◆ Your instructions
All of the entries below must be copied out exactly.

Records drawn from a dataset

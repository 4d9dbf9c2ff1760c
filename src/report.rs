//! src/report.rs
//!
//! the line a user sees for an evaluated expression

use crate::{config::ReportPolicy, error::EvalError};

pub const INVALID_OPERATION: &str = "Invalid operation";

/// Renders `"<expression> = <value>"`, or [`INVALID_OPERATION`].
///
/// Under [`ReportPolicy::SignCheck`] a result is shown only when it is `>= 0`,
/// so negative values and NaN are both invalid.
///
/// Input errors (malformed text, rejected operators) are problems with the
/// text rather than results and are handed back for the caller to display.
pub fn render(expression: &str, result: Result<f64, EvalError>, policy: ReportPolicy) -> Result<String, EvalError> {
	match result {
		Ok(value) if policy == ReportPolicy::SignCheck && (value < 0.0 || value.is_nan()) => Ok(INVALID_OPERATION.to_string()),
		Ok(value) => Ok(format!("{} = {value}", expression.trim())),
		Err(e) if e.is_input_error() => Err(e),
		Err(e) => {
			log::info!("{e}");
			Ok(INVALID_OPERATION.to_string())
		},
	}
}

◆ Result
repository 4d9dbf9c2ff1760c
filename src/report.rs
//! src/report.rs
//!
//! the line a user sees for an evaluated expression

use crate::{config::ReportPolicy, error::EvalError};

pub const INVALID_OPERATION: &str = "Invalid operation";

/// Renders `"<expression> = <value>"`, or [`INVALID_OPERATION`].
///
/// Under [`ReportPolicy::SignCheck`] a result is shown only when it is `>= 0`,
/// so negative values and NaN are both invalid.
///
/// Input errors (malformed text, rejected operators) are problems with the
/// text rather than results and are handed back for the caller to display.
pub fn render(expression: &str, result: Result<f64, EvalError>, policy: ReportPolicy) -> Result<String, EvalError> {
	match result {
		Ok(value) if policy == ReportPolicy::SignCheck && (value < 0.0 || value.is_nan()) => Ok(INVALID_OPERATION.to_string()),
		Ok(value) => Ok(format!("{} = {value}", expression.trim())),
		Err(e) if e.is_input_error() => Err(e),
		Err(e) => {
			log::info!("{e}");
			Ok(INVALID_OPERATION.to_string())
		},
	}
}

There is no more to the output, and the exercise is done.